Kommentar zu den Lockerungen in NRW Gefährlicher Kurs

Meinung · Die Landesregierung erklärt zu wenig und riskiert zu viel mit ihren Lockerungen. Es stellt sich die Frage, was eigentlich von Montag an nicht erlaubt ist.

  A ls hätte es Corona nie gegeben: Menschenmassen auf der Kölner Hohe Straße Mitte Mai.

A ls hätte es Corona nie gegeben: Menschenmassen auf der Kölner Hohe Straße Mitte Mai.

Foto: dpa/Marius Becker

Eines ist der Landesregierung von Armin Laschet nicht vorzuwerfen: mangelnder Mut. Nach den jüngsten Corona-Lockerungen stellt sich die Frage, was eigentlich von Montag an nicht erlaubt ist. Selbst die lange beschworene Abstandsregel von 1,50 Meter kann vielfach gekippt werden, etwa wenn es bei Veranstaltungen mit 100 oder mehr Menschen feste Sitzplätze gibt. Das neue Mantra lautet offenbar „Rückverfolgbarkeit“. Dahinter steckt der Glaube, dass die Verbreitung des Virus beherrschbar ist, so lange nur die Infektionsketten immer nachvollzogen werden können – so viele und so weitverzweigt diese auch sein mögen. Als wären die Ressourcen der Gesundheitsämter unendlich. Auf welche wissenschaftliche Grundlage die Landesregierung ihr neues Vorgehen stützt, ist dabei unklar.

Überhaupt gab sich Laschet zuletzt keine große Mühe mehr damit, den Bürgern seinen Lockerungskurs zu erläutern. Die jüngsten Schritte kamen überraschend, an einem Feiertag. Die breite Öffentlichkeit wartete bis zum Wochenende vergeblich auf Erklärungen. Das ist so gefährlich, wie die Lockerungen selbst es sind. Denn auf diese Weise vermittelt die Landesregierung den Eindruck, als bedürfe es keinerlei Begründungen mehr, weil die Gefahr ohnehin gebannt ist.

Dabei stellen sich insbesondere Eltern von Grundschulkindern viele Fragen. Von Montag an soll in den Klassen eins bis vier normal unterrichtet werden. Die Notbetreuung ist aufgehoben, weil die Offenen Ganztagsschulen (OGS) ebenfalls wieder in den Regelbetrieb gehen sollen.
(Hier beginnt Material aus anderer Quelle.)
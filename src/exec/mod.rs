// src/exec/mod.rs

//! Process supervision layer.
//!
//! This module owns the subprocess side of a probe run, using
//! `tokio::process::Command`:
//!
//! - [`supervisor`] launches the trace utility, streams its output
//!   line-by-line over a channel, enforces the wall-clock budget, and
//!   exposes the kill-switch.
//! - [`classifier`] inspects each line for the startup banner and the
//!   fatal markers that must terminate the run early.

pub mod classifier;
pub mod supervisor;

pub use classifier::{classify_line, FatalMarker, LineVerdict};
pub use supervisor::{RunSummary, Supervisor, DEFAULT_TIMEOUT};
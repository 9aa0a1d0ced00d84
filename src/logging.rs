// src/logging.rs

//! Logging setup for `pathprobe` using `tracing` + `tracing-subscriber`.
//!
//! Priority for determining the log level:
//! 1. `--log-level` CLI flag (if provided)
//! 2. `PATHPROBE_LOG` environment variable (e.g. "info", "debug")
//! 3. default to `info`

use anyhow::Result;
use tracing_subscriber::fmt;

use crate::cli::LogLevel;

/// Initialise global logging subscriber.
///
/// Safe to call once at startup.
pub fn init_logging(cli_level: Option<LogLevel>) -> Result<()> {
    let level = match cli_level {
        Some(lvl) => level_from_log_level(lvl),
        None => std::env::var("PATHPROBE_LOG")
            .ok()
            .and_then(|s| parse_level_str(&s))
            .unwrap_or(tracing::Level::INFO),
    };

    // `init()` does not return a Result, so this cannot fail at runtime
    // (if called more than once, it will panic; we only call once in main).
    fmt()
        .with_max_level(level)
        .with_target(true)
        .with_thread_ids(false)
        .with_thread_names(false)
        .init();

    Ok(())
}

fn level_from_log_level(lvl: LogLevel) -> tracing::Level {
    match lvl {
        LogLevel::Error => tracing::Level::ERROR,
        LogLevel::Warn => tracing::Level::WARN,
        LogLevel::Info => tracing::Level::INFO,
        LogLevel::Debug => tracing::Level::DEBUG,
        LogLevel::Trace => tracing::Level::TRACE,
    }
}

fn parse_level_str(s: &str) -> Option<tracing::Level> {
    match s.trim().to_lowercase().as_str() {
        "error" => Some(tracing::Level::ERROR),
        "warn" | "warning" => Some(tracing::Level::WARN),
        "info" => Some(tracing::Level::INFO),
        "debug" => Some(tracing::Level::DEBUG),
        "trace" => Some(tracing::Level::TRACE),
        _ => None,
    }
}
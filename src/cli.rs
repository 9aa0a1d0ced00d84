// src/cli.rs

//! CLI argument parsing using `clap`.
//!
//! NOTE: this expects `clap` to be built with the `derive` feature, e.g.:
//! `clap = { version = "4.5.53", features = ["derive"] }` in `Cargo.toml`.

use clap::{Parser, ValueEnum};

use crate::exec::DEFAULT_TIMEOUT;

/// Command-line arguments for `pathprobe`.
#[derive(Debug, Clone, Parser)]
#[command(
    name = "pathprobe",
    version,
    about = "Trace the network path to a host by supervising the system traceroute utility.",
    long_about = None
)]
pub struct CliArgs {
    /// Target host to trace.
    pub url: String,

    /// Probe method: tcp, udp, or icmp.
    ///
    /// Any other value is passed through without a method flag, so only
    /// caller-supplied extra arguments decide the probe type.
    #[arg(long, value_name = "METHOD", default_value = "udp")]
    pub method: String,

    /// Name or path of the trace utility to invoke.
    #[arg(long, value_name = "PATH", default_value = "traceroute")]
    pub utility: String,

    /// Wall-clock budget in seconds before the run is forcefully terminated.
    #[arg(long, value_name = "SECONDS", default_value_t = DEFAULT_TIMEOUT.as_secs())]
    pub timeout: u64,

    /// Logging level (error, warn, info, debug, trace).
    ///
    /// If omitted, `PATHPROBE_LOG` or a default level will be used.
    #[arg(long, value_enum, value_name = "LEVEL")]
    pub log_level: Option<LogLevel>,

    /// Extra arguments passed through to the utility, e.g. `-- -m 15 -q 1`.
    ///
    /// The method flag is appended after these, so it always wins over a
    /// stale conflicting flag in this list.
    #[arg(last = true, value_name = "ARGS")]
    pub cmd_arguments: Vec<String>,
}

/// Log level as exposed on the CLI.
#[derive(Debug, Copy, Clone, ValueEnum)]
pub enum LogLevel {
    Error,
    Warn,
    Info,
    Debug,
    Trace,
}

/// Convenience wrapper around `CliArgs::parse()`.
pub fn parse() -> CliArgs {
    CliArgs::parse()
}
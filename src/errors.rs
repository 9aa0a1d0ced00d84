// src/errors.rs

//! Crate-wide error types.
//!
//! [`ProbeError`] is the classified failure type for a single probe run:
//! one variant per distinct fatal condition, instead of a single
//! message-string failure. `anyhow` is re-exported for the outer layers
//! (CLI wiring, logging setup) that don't need the classification.

pub use anyhow::{Error, Result};
use thiserror::Error as ThisError;

/// Fatal conditions that prevent a probe run from producing a report.
///
/// A run that starts and is later cut short (timeout, mid-run fatal
/// marker) is *not* an error: it still yields a partial
/// [`DiagnosticReport`](crate::report::DiagnosticReport).
#[derive(Debug, ThisError)]
pub enum ProbeError {
    /// The utility binary was not found on spawn (ENOENT).
    #[error("trace utility failed to start: {0} not found or not installed")]
    UtilityNotFound(String),

    /// The spawn failed for some other reason; carries the OS error text.
    #[error("trace utility failed to start, spawning threw an error: {0}")]
    Launch(String),

    /// The utility reported it lacks privileges for the requested probe
    /// method (typically TCP or ICMP without root).
    #[error("trace utility failed to start, not enough privileges")]
    InsufficientPrivileges,

    /// Name resolution for the target host failed.
    #[error("trace utility failed to start, name or service not known: {url}")]
    ResolutionFailure { url: String },

    /// The process ran but its startup banner never appeared.
    #[error("trace utility failed to start")]
    NeverStarted,
}
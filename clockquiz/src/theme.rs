//! clockQuiz theme
//!
//! Black and white like the rest of the Slow Computer, plus the two
//! accent colors the trainer uses to tell hours (red) from minutes (teal).

use clockcore::geometry::ColorRole;
use egui::{Color32, FontFamily, FontId, Rounding, Stroke, Style, TextStyle, Visuals};

pub struct SlowColors;

impl SlowColors {
    pub const WHITE: Color32 = Color32::from_rgb(255, 255, 255);
    pub const BLACK: Color32 = Color32::from_rgb(0, 0, 0);
    pub const GRAY: Color32 = Color32::from_rgb(96, 96, 96);
    pub const HOURS: Color32 = Color32::from_rgb(204, 0, 0);
    pub const MINUTES: Color32 = Color32::from_rgb(0, 128, 128);
    pub const CORRECT: Color32 = Color32::from_rgb(150, 220, 150);
    pub const WRONG: Color32 = Color32::from_rgb(240, 140, 140);
}

/// Paint color for a clock face element.
pub fn role_color(role: ColorRole) -> Color32 {
    match role {
        ColorRole::Marks => SlowColors::BLACK,
        ColorRole::HourNumerals | ColorRole::HourHand => SlowColors::HOURS,
        ColorRole::MinuteNumerals | ColorRole::MinuteHand => SlowColors::MINUTES,
        ColorRole::SecondHand => SlowColors::GRAY,
    }
}

pub struct SlowTheme {
    pub font_size_body: f32,
    pub font_size_heading: f32,
    pub font_size_button: f32,
    pub font_size_small: f32,
    pub window_padding: f32,
    pub item_spacing: f32,
}

impl Default for SlowTheme {
    fn default() -> Self {
        Self {
            font_size_body: 16.0,
            font_size_heading: 22.0,
            font_size_button: 20.0,
            font_size_small: 11.0,
            window_padding: 8.0,
            item_spacing: 6.0,
        }
    }
}

impl SlowTheme {
    pub fn apply(&self, ctx: &egui::Context) {
        let mut style = Style::default();

        style.text_styles = [
            (TextStyle::Small, FontId::new(self.font_size_small, FontFamily::Proportional)),
            (TextStyle::Body, FontId::new(self.font_size_body, FontFamily::Proportional)),
            (TextStyle::Button, FontId::new(self.font_size_button, FontFamily::Proportional)),
            (TextStyle::Heading, FontId::new(self.font_size_heading, FontFamily::Proportional)),
            (TextStyle::Monospace, FontId::new(self.font_size_body, FontFamily::Monospace)),
        ]
        .into();

        let mut visuals = Visuals::light();
        visuals.window_fill = SlowColors::WHITE;
        visuals.panel_fill = SlowColors::WHITE;
        visuals.faint_bg_color = SlowColors::WHITE;
        visuals.extreme_bg_color = SlowColors::WHITE;
        visuals.window_rounding = Rounding::ZERO;
        visuals.menu_rounding = Rounding::ZERO;
        visuals.window_stroke = Stroke::new(1.0, SlowColors::BLACK);

        let bw = |ws: &mut egui::style::WidgetVisuals| {
            ws.bg_fill = SlowColors::WHITE;
            ws.weak_bg_fill = SlowColors::WHITE;
            ws.bg_stroke = Stroke::new(1.0, SlowColors::BLACK);
            ws.fg_stroke = Stroke::new(1.0, SlowColors::BLACK);
            ws.rounding = Rounding::ZERO;
        };
        bw(&mut visuals.widgets.noninteractive);
        bw(&mut visuals.widgets.inactive);
        bw(&mut visuals.widgets.hovered);
        bw(&mut visuals.widgets.active);
        bw(&mut visuals.widgets.open);

        visuals.window_shadow = egui::epaint::Shadow::NONE;
        visuals.popup_shadow = egui::epaint::Shadow::NONE;
        visuals.selection.bg_fill = Color32::from_rgb(160, 160, 160);
        visuals.selection.stroke = Stroke::new(1.0, SlowColors::BLACK);

        style.visuals = visuals;
        style.spacing.window_margin = egui::Margin::same(self.window_padding);
        style.spacing.item_spacing = egui::vec2(self.item_spacing, self.item_spacing);
        style.spacing.button_padding = egui::vec2(8.0, 4.0);

        ctx.set_style(style);
    }

    /// Title bar: white fill, 1px black border
    pub fn title_bar_frame() -> egui::Frame {
        egui::Frame::none()
            .fill(SlowColors::WHITE)
            .stroke(Stroke::new(1.0, SlowColors::BLACK))
            .inner_margin(egui::Margin::symmetric(8.0, 4.0))
    }
}

/// Menu bar styling helper
pub fn menu_bar<R>(ui: &mut egui::Ui, add_contents: impl FnOnce(&mut egui::Ui) -> R) -> egui::InnerResponse<R> {
    let frame_resp = egui::Frame::none()
        .fill(SlowColors::WHITE)
        .stroke(Stroke::new(1.0, SlowColors::BLACK))
        .inner_margin(egui::Margin::symmetric(4.0, 2.0))
        .show(ui, |ui| ui.horizontal(add_contents).inner);
    egui::InnerResponse {
        inner: frame_resp.inner,
        response: frame_resp.response,
    }
}

/// Status bar: white bg, 1px black top border
pub fn status_bar(ui: &mut egui::Ui, text: &str) {
    egui::Frame::none()
        .fill(SlowColors::WHITE)
        .stroke(Stroke::new(1.0, SlowColors::BLACK))
        .inner_margin(egui::Margin::symmetric(8.0, 2.0))
        .show(ui, |ui| {
            ui.label(egui::RichText::new(text).small());
        });
}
Doch aus den Schulen erhalten viele Eltern andere Informationen: Wegen des Personalmangels wird der Unterricht vielfach schon nach drei Stunden wieder enden. In welchem Umfang die OGS dann einspringen kann, wird sich oft erst kurzfristig erweisen. Das ist für berufstätige Eltern, die auf Planbarkeit zwingend angewiesen sind, der denkbar ungünstigste Fall.

Mutig sind die jüngsten Lockerungen der Laschet-Regierung aber auch noch aus anderem Grund. Wenn eine Öffnung der Grundschulen unter Missachtung der Abstandsregeln möglich ist, warum gilt dies dann nicht auch für weiterführende Schulen? Schulministerin Yvonne Gebauer begründete die Unterscheidung zuletzt damit, dass jüngere Kinder weniger ansteckend seien. Einen wissenschaftlichen Beleg dafür gibt es nicht. Der Gerichtsbeschluss könnte die Schulministerin noch in Bedrängnis bringen.